Validation of a quantitative cell-based relative potency assay for LUXTURNA.

Abstract

Voretigene neparvovec-rzyl (Luxturna) is an AAV2 vector (AAV2-hRPE65v2) that expresses a cDNA encoding the human retinal pigment epithelium-specific 65 kDa protein (RPE65). It has been approved for the treatment of visual deficits associated with biallelic mutations in human RPE65 in the US, European Union (EU), and multiple other countries. To achieve regulatory approval, it was necessary to validate an assay demonstrating its biological activity or potency. The assay measures AAV2-hRPE65v2 transduction in HEK293 cells and the subsequent biological activity of the vector-encoded RPE65 protein in cell lysates. RPE65 converts all-trans-retinol to 11-cis-retinol, which is quantified using liquid chromatography with tandem mass spectrometry (LC-MS/MS).
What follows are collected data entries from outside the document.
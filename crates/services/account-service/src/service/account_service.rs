//! Account service - account lifecycle and authentication.
//!
//! Orchestrates the repository (source of truth), the account cache and
//! password hashing. Reads go through the cache; writes go to the
//! repository and then invalidate the cached entry.

use std::sync::Arc;
use std::time::Duration;

use async_trait::async_trait;
use tokio_util::sync::CancellationToken;

use common::{AppError, AppResult};
use domain::{
    validate_email, validate_username, Account, AccountId, Credential, Field, NewAccount,
    PasswordHasher, FIRST_PAGE,
};

use crate::cache::{account_key, Cache};
use crate::repository::AccountRepository;

/// How long a cached account stays valid unless configured otherwise
pub const DEFAULT_CACHE_TTL: Duration = Duration::from_secs(5 * 60);

/// Account service trait for dependency injection.
///
/// Accounts move from active to inactive and never back.
#[async_trait]
pub trait AccountService: Send + Sync {
    /// Register a new active account
    async fn create_account(
        &self,
        username: &str,
        email: &str,
        password: &str,
        cancel: &CancellationToken,
    ) -> AppResult<Account>;

    /// Get account by ID, active or not
    async fn get_account(&self, id: AccountId, cancel: &CancellationToken) -> AppResult<Account>;

    /// Change username and/or email of an active account
    async fn update_account(
        &self,
        account: Account,
        cancel: &CancellationToken,
    ) -> AppResult<Account>;

    /// Soft delete: the account stays stored but can no longer log in
    async fn deactivate_account(&self, id: AccountId, cancel: &CancellationToken)
        -> AppResult<()>;

    /// Check a username/password pair
    async fn authenticate(
        &self,
        username: &str,
        password: &str,
        cancel: &CancellationToken,
    ) -> AppResult<Account>;

    /// Active accounts, newest first; `page` starts at 1
    async fn list_accounts(
        &self,
        page: u64,
        page_size: u64,
        cancel: &CancellationToken,
    ) -> AppResult<Vec<Account>>;
}

/// Concrete implementation of AccountService.
pub struct AccountManager {
    repo: Arc<dyn AccountRepository>,
    cache: Arc<dyn Cache<Account>>,
    hasher: PasswordHasher,
    cache_ttl: Duration,
}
The assay was validated for seven characteristics, namely system and sample suitability, specificity, linearity, precision, relative accuracy, range, and robustness. The validated assay can be used to confirm the relative potency levels of different lots of Luxturna in the range of 50%-150% of a reference standard (defined as 100% potent). This represents the first report of validation studies supporting an in vitro cell-based relative potency assay for an AAV vector, which was used to evaluate lot-to-lot consistency, stability, and comparability following manufacturing changes and to successfully launch Luxturna, the first gene therapy approved in the US for a genetic disease.